EXERCISE PROMPT. Lines below containing the word "optional" should be copied out.

─── DATA SUPPLIED

use std::{env, fs, path::Path, time::Duration};

use crate::{
    errors::Error,
    formatting::{Dialect, EscapePolicy},
    messaging::{delivery::RetryPolicy, throttled::ThrottleConfig},
    streaming::StreamingConfig,
    Result,
};

/// Typed configuration.
///
/// Every key is optional; see [`Config::default`] for the fallbacks.
#[derive(Clone, Debug, PartialEq, Eq)]
pub struct Config {
    // Formatting
    pub dialect: Dialect,
    pub protect_formatting: bool,

    // Telegram limits
    pub telegram_message_limit: usize,
    pub telegram_safe_limit: usize,

    // Streaming
    pub streaming_enabled: bool,
    pub streaming_threshold: usize,
    pub streaming_update_interval: Duration,

    // Flood control
    pub throttle_global: Duration,
    pub throttle_per_chat: Duration,
    pub retry_max_attempts: u32,
    pub retry_extra_delay: Duration,
}

impl Default for Config {
    fn default() -> Self {
        Self {
            dialect: Dialect::MarkdownV2,
            protect_formatting: true,
            telegram_message_limit: 4096,
            telegram_safe_limit: 4000,
            streaming_enabled: true,
            streaming_threshold: 100,
            streaming_update_interval: Duration::from_millis(1000),
            throttle_global: Duration::from_millis(40),
            throttle_per_chat: Duration::from_millis(1050),
            retry_max_attempts: 3,
            retry_extra_delay: Duration::from_millis(500),
        }
    }
}

impl Config {
    /// Process environment, after an optional `.env` in the working directory.
    pub fn load() -> Result<Self> {
        load_dotenv_if_present(Path::new(".env"));
        Self::from_lookup(|key| env::var(key).ok())
    }

    /// Build from an arbitrary key lookup (the environment in production).
    pub fn from_lookup(get: impl Fn(&str) -> Option<String>) -> Result<Self> {
        let d = Self::default();

        let dialect = match get("TELEGRAM_PARSE_MODE").and_then(non_empty) {
            Some(s) => s.parse::<Dialect>()?,
            None => d.dialect,
        };

        let cfg = Self {
            dialect,
            protect_formatting: parse_bool(get("PROTECT_FORMATTING"))
                .unwrap_or(d.protect_formatting),
            telegram_message_limit: parse_num(get("TELEGRAM_MESSAGE_LIMIT"))
                .unwrap_or(d.telegram_message_limit),
            telegram_safe_limit: parse_num(get("TELEGRAM_SAFE_LIMIT"))
                .unwrap_or(d.telegram_safe_limit),
            streaming_enabled: parse_bool(get("ENABLE_STREAMING")).unwrap_or(d.streaming_enabled),
            streaming_threshold: parse_num(get("STREAMING_THRESHOLD"))
                .unwrap_or(d.streaming_threshold),
            streaming_update_interval: parse_millis(get("STREAMING_UPDATE_INTERVAL_MS"))
                .unwrap_or(d.streaming_update_interval),
            throttle_global: parse_millis(get("THROTTLE_GLOBAL_MS")).unwrap_or(d.throttle_global),
            throttle_per_chat: parse_millis(get("THROTTLE_PER_CHAT_MS"))
                .unwrap_or(d.throttle_per_chat),
            retry_max_attempts: parse_num(get("RETRY_MAX_ATTEMPTS"))
                .unwrap_or(d.retry_max_attempts)
                .max(1),
            retry_extra_delay: parse_millis(get("RETRY_EXTRA_DELAY_MS"))
                .unwrap_or(d.retry_extra_delay),
        };

        cfg.validate()?;
        Ok(cfg)
    }

    fn validate(&self) -> Result<()> {
        if self.telegram_safe_limit == 0 {
            return Err(Error::Config(
                "TELEGRAM_SAFE_LIMIT must be greater than zero".to_string(),
            ));
        }
        if self.telegram_safe_limit > self.telegram_message_limit {
            return Err(Error::Config(format!(
                "TELEGRAM_SAFE_LIMIT ({}) exceeds TELEGRAM_MESSAGE_LIMIT ({})",
                self.telegram_safe_limit, self.telegram_message_limit
            )));
        }
        Ok(())
    }

    /// Escape rules for the configured dialect. `protect_formatting` is
    /// passed separately to [`EscapePolicy::escape`].
    pub fn escape_policy(&self) -> EscapePolicy {
        EscapePolicy::from(self.dialect)
    }

    pub fn streaming_config(&self) -> StreamingConfig {
        StreamingConfig {
            enabled: self.streaming_enabled,
            threshold: self.streaming_threshold,
            update_interval: self.streaming_update_interval,
            safe_message_len: self.telegram_safe_limit,
        }
    }

    pub fn throttle_config(&self) -> ThrottleConfig {
        ThrottleConfig {
            global_min_interval: self.throttle_global,
            per_chat_min_interval: self.throttle_per_chat,
        }
    }

    pub fn retry_policy(&self) -> RetryPolicy {
        RetryPolicy {
            max_attempts: self.retry_max_attempts,
            extra_delay: self.retry_extra_delay,
        }
    }
}

fn load_dotenv_if_present(path: &Path) {
    let Ok(contents) = fs::read_to_string(path) else {
        return;
    };

    for (key, val) in parse_dotenv(&contents) {
        if env::var_os(&key).is_some() {
            continue; // do not override existing env
        }
        env::set_var(key, val);
    }
}

fn parse_dotenv(contents: &str) -> Vec<(String, String)> {
    let mut out = Vec::new();
    for raw in contents.lines() {
        let line = raw.trim();
        if line.is_empty() || line.starts_with('#') {
            continue;
        }

        let Some((k, v)) = line.split_once('=') else {
            continue;
        };

        let key = k.trim().trim_start_matches("export ").trim();
        if key.is_empty() {
            continue;
        }

        let mut val = v.trim().to_string();
        // Strip optional surrounding quotes.
        if val.len() >= 2
            && ((val.starts_with('"') && val.ends_with('"'))
                || (val.starts_with('\'') && val.ends_with('\'')))
        {
            val = val[1..val.len() - 1].to_string();
        }

        out.push((key.to_string(), val));
    }
    out
}

fn parse_bool(v: Option<String>) -> Option<bool> {
    let v = v?;
    match v.trim().to_lowercase().as_str() {
        "1" | "true" | "yes" | "on" => Some(true),
        "0" | "false" | "no" | "off" => Some(false),
        _ => None,
    }
}

fn parse_num<T: std::str::FromStr>(v: Option<String>) -> Option<T> {
    v.and_then(|s| s.trim().parse::<T>().ok())
}

fn parse_millis(v: Option<String>) -> Option<Duration> {
    parse_num::<u64>(v).map(Duration::from_millis)
}

fn non_empty(s: String) -> Option<String> {
    if s.trim().is_empty() {
        None
    } else {
        Some(s)
    }
}

#[cfg(test)]
mod tests {
    use super::*;
    use std::collections::HashMap;

    fn from_pairs(pairs: &[(&str, &str)]) -> Result<Config> {
        let map: HashMap<String, String> = pairs
            .iter()
            .map(|(k, v)| (k.to_string(), v.to_string()))
            .collect();
        Config::from_lookup(|k| map.get(k).cloned())
    }

    #[test]
    fn empty_environment_gives_defaults() {
        assert_eq!(from_pairs(&[]).unwrap(), Config::default());
    }

    #[test]
    fn reads_overrides() {
        let cfg = from_pairs(&[
            ("TELEGRAM_PARSE_MODE", "Markdown"),
            ("PROTECT_FORMATTING", "no"),
            ("ENABLE_STREAMING", "0"),
            ("STREAMING_THRESHOLD", " 250 "),
            ("STREAMING_UPDATE_INTERVAL_MS", "2000"),
            ("RETRY_MAX_ATTEMPTS", "5"),
        ])
        .unwrap();

        assert_eq!(cfg.dialect, Dialect::Legacy);
        assert!(!cfg.protect_formatting);
        assert!(!cfg.streaming_enabled);
        assert_eq!(cfg.streaming_threshold, 250);
        assert_eq!(cfg.streaming_update_interval, Duration::from_secs(2));
        assert_eq!(cfg.retry_policy().max_attempts, 5);
    }

    #[test]
    fn unparsable_numbers_fall_back_to_defaults() {
        let cfg = from_pairs(&[
            ("STREAMING_THRESHOLD", "lots"),
            ("ENABLE_STREAMING", "maybe"),
        ])
        .unwrap();
        assert_eq!(cfg.streaming_threshold, 100);
        assert!(cfg.streaming_enabled);
    }

    #[test]
    fn invalid_parse_mode_is_an_error() {
        let err = from_pairs(&[("TELEGRAM_PARSE_MODE", "HTML")]).unwrap_err();
        assert!(matches!(err, Error::Config(_)));
    }

    #[test]
    fn safe_limit_must_fit_message_limit() {
        let err = from_pairs(&[("TELEGRAM_SAFE_LIMIT", "5000")]).unwrap_err();
        assert!(matches!(err, Error::Config(_)));
        assert!(from_pairs(&[("TELEGRAM_SAFE_LIMIT", "0")]).is_err());
    }

    #[test]
    fn views_follow_fields() {
        let cfg = Config {
            dialect: Dialect::Legacy,
            telegram_safe_limit: 3000,
            ..Config::default()
        };

        assert_eq!(cfg.escape_policy(), EscapePolicy::legacy());

        let s = cfg.streaming_config();
        assert_eq!(s.safe_message_len, 3000);
        assert_eq!(s.threshold, 100);

        let t = cfg.throttle_config();
        assert_eq!(t, ThrottleConfig::default());
    }

    #[test]
    fn dotenv_lines() {
        let parsed = parse_dotenv(
            "# comment\n\nexport TELEGRAM_PARSE_MODE=\"MarkdownV2\"\nNOVALUE\nSTREAMING_THRESHOLD = '50'\n",
        );
        assert_eq!(
            parsed,
            vec![
                ("TELEGRAM_PARSE_MODE".to_string(), "MarkdownV2".to_string()),
                ("STREAMING_THRESHOLD".to_string(), "50".to_string()),
            ]
        );
    }
}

──────

EXERCISE SOLUTION.
/// Every key is optional; see [`Config::default`] for the fallbacks.
    /// Process environment, after an optional `.env` in the working directory.
        // Strip optional surrounding quotes.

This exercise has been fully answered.